Arif Erdem (born 2 January 1972) is a Turkish retired football manager and former professional player who played in the forward position. Starting out with local club Zeytinburnuspor in 1990, Erdem had a decorated 15-year professional career. He scored 106 goals in 341 league matches and finished joint top scorer (Gol Kralı) of the Süper Lig with İlhan Mansız at the conclusion of the 2001–02 season.

During his 14 years with Galatasaray, Erdem won seven Süper Lig titles and five Turkish Cup titles, as well as the UEFA Cup in 2000. He was a part of the Turkey national team that finished third at the 2002 FIFA World Cup. Erdem was capped 60 times, scoring eleven goals.
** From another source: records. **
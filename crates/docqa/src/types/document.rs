//! Document, page, and chunk types with source tracking

use serde::{Deserialize, Serialize};
use std::path::Path;

/// Supported input formats
#[derive(Debug, Clone, Copy, Serialize, Deserialize, PartialEq, Eq)]
#[serde(rename_all = "lowercase")]
pub enum FileType {
    /// PDF document
    Pdf,
    /// Plain text file
    Txt,
    /// Markdown file
    Markdown,
    /// Anything else
    Unknown,
}

impl FileType {
    /// Detect file type from extension
    pub fn from_extension(ext: &str) -> Self {
        match ext.to_lowercase().as_str() {
            "pdf" => Self::Pdf,
            "txt" | "text" => Self::Txt,
            "md" | "markdown" => Self::Markdown,
            _ => Self::Unknown,
        }
    }

    /// Detect file type from a path's extension
    pub fn from_path(path: &Path) -> Self {
        path.extension()
            .and_then(|e| e.to_str())
            .map(Self::from_extension)
            .unwrap_or(Self::Unknown)
    }

    /// Get display name
    pub fn display_name(&self) -> &str {
        match self {
            Self::Pdf => "PDF",
            Self::Txt => "Text File",
            Self::Markdown => "Markdown",
            Self::Unknown => "Unknown",
        }
    }
}

/// Text extracted from one logical page
#[derive(Debug, Clone, PartialEq)]
pub struct PageText {
    /// Page number (1-indexed)
    pub page_number: u32,
    /// Normalised page text
    pub text: String,
}

/// Where a chunk came from
#[derive(Debug, Clone, Serialize, Deserialize, PartialEq)]
pub struct ChunkMetadata {
    /// Path of the source document
    pub source: String,
    /// Page number (1-indexed)
    pub page: u32,
    /// Total pages in the source document
    pub total_pages: u32,
    /// Position of the chunk in the document's chunk sequence
    pub chunk_index: usize,
}

/// A contiguous slice of document text, the unit of retrieval
#[derive(Debug, Clone, Serialize, Deserialize, PartialEq)]
pub struct Chunk {
    /// Chunk text
    pub text: String,
    /// Source metadata
    pub metadata: ChunkMetadata,
}

impl Chunk {
    /// Create a new chunk
    pub fn new(text: impl Into<String>, metadata: ChunkMetadata) -> Self {
        Self {
            text: text.into(),
            metadata,
        }
    }

    /// Chunk with placeholder metadata, for text that has no file behind it
    pub fn from_text(text: impl Into<String>, chunk_index: usize) -> Self {
        Self::new(
            text,
            ChunkMetadata {
                source: String::new(),
                page: 1,
                total_pages: 1,
                chunk_index,
            },
        )
    }

    /// Leading `max_chars` characters, with "..." appended when truncated
    pub fn preview(&self, max_chars: usize) -> String {
        let mut chars = self.text.char_indices();
        match chars.nth(max_chars) {
            Some((byte_idx, _)) => format!("{}...", &self.text[..byte_idx]),
            None => self.text.clone(),
        }
    }
}

#[cfg(test)]
mod tests {
    use super::*;

    #[test]
    fn test_file_type_from_path() {
        assert_eq!(FileType::from_path(Path::new("data/uploaded.PDF")), FileType::Pdf);
        assert_eq!(FileType::from_path(Path::new("notes.md")), FileType::Markdown);
        assert_eq!(FileType::from_path(Path::new("archive.zip")), FileType::Unknown);
        assert_eq!(FileType::from_path(Path::new("README")), FileType::Unknown);
    }

    #[test]
    fn test_preview_truncates_on_char_boundary() {
        let chunk = Chunk::from_text("héllo wörld", 0);
        assert_eq!(chunk.preview(4), "héll...");
        assert_eq!(chunk.preview(100), "héllo wörld");
    }
}
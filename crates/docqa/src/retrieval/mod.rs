//! Question-to-chunk retrieval

mod retriever;

pub use retriever::{Retriever, DEFAULT_TOP_K};
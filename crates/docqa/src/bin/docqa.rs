//! docqa command-line interface
//!
//! Run with: cargo run -p docqa -- chat path/to/document.pdf

use std::io::Write;
use std::path::PathBuf;
use std::process::ExitCode;
use std::time::Duration;

use anyhow::{Context, Result};
use clap::{ArgAction, Parser, Subcommand};
use console::style;
use indicatif::{ProgressBar, ProgressStyle};
use tokio::io::{AsyncBufReadExt, BufReader};
use tracing_subscriber::{layer::SubscriberExt, util::SubscriberInitExt};

use docqa::providers::{self, probe};
use docqa::{Answer, QaPipeline, RagConfig};

/// Characters of each source chunk shown under an answer
const SOURCE_PREVIEW_CHARS: usize = 400;

/// Ask questions about a document and get answers grounded in its text.
#[derive(Parser, Debug)]
#[command(name = "docqa", version, about = "Question answering over a PDF or text document")]
struct Cli {
    /// TOML configuration file
    #[arg(long, global = true)]
    config: Option<PathBuf>,

    /// Increase log verbosity (-v info, -vv debug)
    #[arg(short, long, global = true, action = ArgAction::Count)]
    verbose: u8,

    #[command(subcommand)]
    command: Commands,
}

#[derive(Subcommand, Debug)]
enum Commands {
    /// Process a document and persist its index
    Ingest {
        /// Document to process (.pdf, .txt, .md)
        file: PathBuf,
        /// Index directory (defaults to the configured one)
        #[arg(long)]
        persist_dir: Option<PathBuf>,
    },
    /// Answer one question from a persisted index
    Ask {
        /// The question
        question: String,
        /// Index directory (defaults to the configured one)
        #[arg(long)]
        index: Option<PathBuf>,
        /// Number of chunks to retrieve
        #[arg(short)]
        k: Option<usize>,
        /// Print the chunks the answer was grounded on
        #[arg(long)]
        show_sources: bool,
    },
    /// Process a document, then answer questions read from stdin
    Chat {
        /// Document to process (.pdf, .txt, .md)
        file: PathBuf,
        /// Number of chunks to retrieve
        #[arg(short)]
        k: Option<usize>,
    },
    /// Check which completion models answer with the current credentials
    Probe {
        /// Models to try in order (defaults to a per-provider list)
        models: Vec<String>,
    },
}

#[tokio::main]
async fn main() -> ExitCode {
    // A missing .env file is fine
    let _ = dotenvy::dotenv();

    let cli = Cli::parse();
    init_tracing(cli.verbose);

    match run(cli).await {
        Ok(()) => ExitCode::SUCCESS,
        Err(e) => {
            report_error(&e);
            ExitCode::FAILURE
        }
    }
}

fn init_tracing(verbose: u8) {
    let default_filter = match verbose {
        0 => "docqa=warn",
        1 => "docqa=info",
        _ => "docqa=debug",
    };

    tracing_subscriber::registry()
        .with(
            tracing_subscriber::EnvFilter::try_from_default_env()
                .unwrap_or_else(|_| default_filter.into()),
        )
        .with(tracing_subscriber::fmt::layer().with_writer(std::io::stderr))
        .init();
}

async fn run(cli: Cli) -> Result<()> {
    let mut config = RagConfig::load(cli.config.as_deref()).context("Failed to load configuration")?;
    tracing::info!("Embedding model: {}", config.embeddings.model);
    tracing::info!("LLM: {} / {}", config.llm.provider.name(), config.llm.model_name());

    match cli.command {
        Commands::Ingest { file, persist_dir } => {
            config.index.persist = true;
            if let Some(dir) = persist_dir {
                config.index.directory = dir;
            }
            ingest(config, file).await
        }
        Commands::Ask {
            question,
            index,
            k,
            show_sources,
        } => {
            let dir = index.unwrap_or_else(|| config.index.directory.clone());
            ask(config, dir, &question, k, show_sources).await
        }
        Commands::Chat { file, k } => chat(config, file, k).await,
        Commands::Probe { models } => run_probe(config, models).await,
    }
}

async fn ingest(config: RagConfig, file: PathBuf) -> Result<()> {
    let mut pipeline = QaPipeline::from_config(config)?;

    let spinner = spinner(format!("Processing {}...", file.display()))?;
    let result = pipeline.process_document(&file).await;
    spinner.finish_and_clear();
    let session = result?;

    println!(
        "{} Processed {} into {} chunks",
        style("✓").green(),
        session.source.display(),
        session.chunk_count
    );
    if let Some(path) = &session.persisted_to {
        println!("  Index saved to {}", path.display());
    }
    Ok(())
}

async fn ask(
    config: RagConfig,
    dir: PathBuf,
    question: &str,
    k: Option<usize>,
    show_sources: bool,
) -> Result<()> {
    let k = k.unwrap_or(config.retrieval.top_k);
    let mut pipeline = QaPipeline::from_config(config)?;
    pipeline.open_existing(&dir).await?;

    let spinner = spinner("Thinking...".to_string())?;
    let result = pipeline.ask_with_k(question, k).await;
    spinner.finish_and_clear();
    let answer = result?;

    print_answer(&answer, show_sources);
    Ok(())
}

async fn chat(config: RagConfig, file: PathBuf, k: Option<usize>) -> Result<()> {
    let k = k.unwrap_or(config.retrieval.top_k);
    let mut pipeline = QaPipeline::from_config(config)?;

    let spinner = spinner(format!("Processing {}...", file.display()))?;
    let result = pipeline.process_document(&file).await;
    spinner.finish_and_clear();
    let session = result?;

    println!(
        "{} Document processed: {} chunks. Ask away (type 'exit' to quit).",
        style("✓").green(),
        session.chunk_count
    );

    let mut lines = BufReader::new(tokio::io::stdin()).lines();
    loop {
        print!("\n{} ", style("Question:").cyan().bold());
        std::io::stdout().flush()?;

        let Some(line) = lines.next_line().await? else {
            break;
        };
        let question = line.trim();
        if question.is_empty() {
            continue;
        }
        if question.eq_ignore_ascii_case("exit") || question.eq_ignore_ascii_case("quit") {
            break;
        }

        let spinner = self::spinner("Thinking...".to_string())?;
        let result = pipeline.ask_with_k(question, k).await;
        spinner.finish_and_clear();

        // A failed question does not end the session
        match result {
            Ok(answer) => print_answer(&answer, true),
            Err(e) => report_error(&e.into()),
        }
    }

    Ok(())
}

async fn run_probe(config: RagConfig, models: Vec<String>) -> Result<()> {
    let llm_config = providers::llm_config_for(&config);
    let candidates = if models.is_empty() {
        probe::default_candidates(llm_config.provider)
    } else {
        models
    };

    println!(
        "Probing {} models on {}",
        candidates.len(),
        style(llm_config.provider.name()).bold()
    );

    let report = probe::probe_models(&candidates, |model| {
        providers::completion_for_model(&llm_config, model)
    })
    .await;

    for attempt in &report.attempts {
        match &attempt.outcome {
            Ok(reply) => println!(
                "{} {}: {}",
                style("✓").green(),
                attempt.model,
                reply.trim()
            ),
            Err(e) => println!("{} {}: {}", style("✗").red(), attempt.model, e),
        }
    }

    match report.working_model() {
        Some(model) => {
            println!("\nUse {} (set DOCQA_LLM_MODEL={})", style(model).bold(), model);
            Ok(())
        }
        None => anyhow::bail!("none of the {} candidate models answered", candidates.len()),
    }
}

fn print_answer(answer: &Answer, show_sources: bool) {
    println!("\n{}", style("Answer").green().bold());
    println!("{}", answer.text);

    if !show_sources || answer.supporting_chunks.is_empty() {
        return;
    }

    println!("\n{}", style("Sources").yellow().bold());
    for (i, hit) in answer.supporting_chunks.hits().iter().enumerate() {
        let meta = &hit.chunk.metadata;
        println!(
            "{} page {}/{}, similarity {:.3}",
            style(format!("[{}]", i + 1)).bold(),
            meta.page,
            meta.total_pages,
            hit.similarity()
        );
        println!("{}\n", style(hit.chunk.preview(SOURCE_PREVIEW_CHARS)).dim());
    }
}

fn spinner(message: String) -> Result<ProgressBar> {
    let bar = ProgressBar::new_spinner();
    bar.set_style(ProgressStyle::with_template("{spinner:.green} {msg}")?);
    bar.set_message(message);
    bar.enable_steady_tick(Duration::from_millis(100));
    Ok(bar)
}

fn report_error(error: &anyhow::Error) {
    eprintln!("{} {:#}", style("Error:").red().bold(), error);

    if let Some(hint) = error
        .downcast_ref::<docqa::Error>()
        .and_then(docqa::Error::remediation)
    {
        eprintln!("{} {}", style("Hint:").yellow(), hint);
    }
}
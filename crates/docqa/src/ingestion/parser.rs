//! Page-level text extraction for PDF and plain-text documents

use std::path::Path;

use crate::error::{Error, Result};
use crate::types::{FileType, PageText};

/// Text extracted from a document, one entry per page
#[derive(Debug, Clone)]
pub struct ParsedDocument {
    /// Detected file type
    pub file_type: FileType,
    /// Pages in document order; pages without text are kept with empty text
    pub pages: Vec<PageText>,
    /// Page count of the source document
    pub total_pages: u32,
}

impl ParsedDocument {
    /// True when no page produced any text
    pub fn is_blank(&self) -> bool {
        self.pages.iter().all(|p| p.text.trim().is_empty())
    }
}

/// Multi-format file parser
pub struct FileParser;

impl FileParser {
    /// Parse a file's bytes based on the path's extension
    pub fn parse(path: &Path, data: &[u8]) -> Result<ParsedDocument> {
        let file_type = FileType::from_path(path);

        let parsed = match file_type {
            FileType::Pdf => Self::parse_pdf(path, data)?,
            FileType::Txt | FileType::Markdown => Self::parse_text(data, file_type),
            FileType::Unknown => {
                return Err(Error::parse(path, "unsupported file type, expected .pdf, .txt or .md"));
            }
        };

        if parsed.is_blank() {
            return Err(Error::parse(path, "no text content could be extracted"));
        }

        Ok(parsed)
    }

    /// Parse a PDF page by page, falling back to whole-document extraction
    fn parse_pdf(path: &Path, data: &[u8]) -> Result<ParsedDocument> {
        Self::parse_pdf_with(path, data, Self::extract_whole_pdf)
    }

    /// Per-page lopdf extraction; `whole` runs when lopdf cannot load the
    /// file or finds no text on any page
    fn parse_pdf_with<F>(path: &Path, data: &[u8], whole: F) -> Result<ParsedDocument>
    where
        F: FnOnce(&Path, &[u8]) -> Result<String>,
    {
        let doc = match lopdf::Document::load_mem(data) {
            Ok(doc) => doc,
            Err(e) => {
                tracing::warn!(
                    "lopdf could not load {}: {}, trying pdf-extract",
                    path.display(),
                    e
                );
                let text = whole(path, data).map_err(|fallback| {
                    let detail = match fallback {
                        Error::Parse { message, .. } => message,
                        other => other.to_string(),
                    };
                    Error::parse(path, format!("failed to load PDF: {}; {}", e, detail))
                })?;
                return Ok(ParsedDocument {
                    file_type: FileType::Pdf,
                    pages: vec![PageText {
                        page_number: 1,
                        text: clean_text(&text),
                    }],
                    total_pages: 1,
                });
            }
        };

        let page_numbers: Vec<u32> = doc.get_pages().keys().copied().collect();
        let total_pages = page_numbers.len() as u32;

        let mut pages = Vec::with_capacity(page_numbers.len());
        for page_number in page_numbers {
            let text = match doc.extract_text(&[page_number]) {
                Ok(text) => clean_text(&text),
                Err(e) => {
                    tracing::debug!("Could not extract text from page {}: {}", page_number, e);
                    String::new()
                }
            };
            pages.push(PageText { page_number, text });
        }

        let mut parsed = ParsedDocument {
            file_type: FileType::Pdf,
            pages,
            total_pages,
        };

        if parsed.is_blank() {
            tracing::warn!(
                "Per-page extraction produced no text for {}, trying pdf-extract",
                path.display()
            );
            let text = clean_text(&whole(path, data)?);
            parsed.pages = vec![PageText { page_number: 1, text }];
            parsed.total_pages = total_pages.max(1);
        }

        Ok(parsed)
    }

    /// Whole-document extraction with pdf-extract, which copes with more font encodings
    fn extract_whole_pdf(path: &Path, data: &[u8]) -> Result<String> {
        match std::panic::catch_unwind(|| pdf_extract::extract_text_from_mem(data)) {
            Ok(Ok(text)) => Ok(text),
            Ok(Err(e)) => Err(Error::parse(path, format!("pdf-extract failed: {}", e))),
            Err(_) => Err(Error::parse(path, "pdf-extract panicked on malformed content")),
        }
    }

    /// Plain text and markdown are a single page
    fn parse_text(data: &[u8], file_type: FileType) -> ParsedDocument {
        let text = clean_text(&String::from_utf8_lossy(data));

        ParsedDocument {
            file_type,
            pages: vec![PageText { page_number: 1, text }],
            total_pages: 1,
        }
    }
}

/// Normalise extracted text: drop NULs, map typographic glyphs to ASCII,
/// trim lines, and collapse runs of blank lines into one paragraph break
fn clean_text(text: &str) -> String {
    let replaced = text
        .replace('\0', "")
        .replace('\r', "")
        .replace(['\u{2010}', '\u{2011}', '\u{2013}'], "-")
        .replace(['\u{2018}', '\u{2019}'], "'")
        .replace(['\u{201C}', '\u{201D}'], "\"")
        .replace('\u{2026}', "...")
        .replace('\u{00A0}', " ")
        .replace('\u{FB01}', "fi")
        .replace('\u{FB02}', "fl");

    let mut out = String::with_capacity(replaced.len());
    let mut blank_run = false;

    for line in replaced.lines().map(str::trim) {
        if line.is_empty() {
            blank_run = true;
            continue;
        }
        if !out.is_empty() {
            out.push_str(if blank_run { "\n\n" } else { "\n" });
        }
        out.push_str(line);
        blank_run = false;
    }

    out
}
He managed İstanbul Büyükşehir Belediyespor from 2011 to 2012.

Club career
Erdem played for Zeytinburnuspor before signing his first professional contract with Galatasaray on 1 June 1991. He made 29 total appearances in his first season with the club, scoring four goals. Erdem made fewer appearances the following season, providing four goals in 18 appearances as the club achieved a domestic treble (Süper Lig, Turkish Cup, and Turkish Super Cup). The next season, 1993–94, was Erdem's most successful to date. His nine goals in the league helped Galatasaray earn another league title. Erdem finished his first stint with Galatasaray after winning the 1999–2000 UEFA Cup, totaling six league titles, four cup titles, and four other cup titles.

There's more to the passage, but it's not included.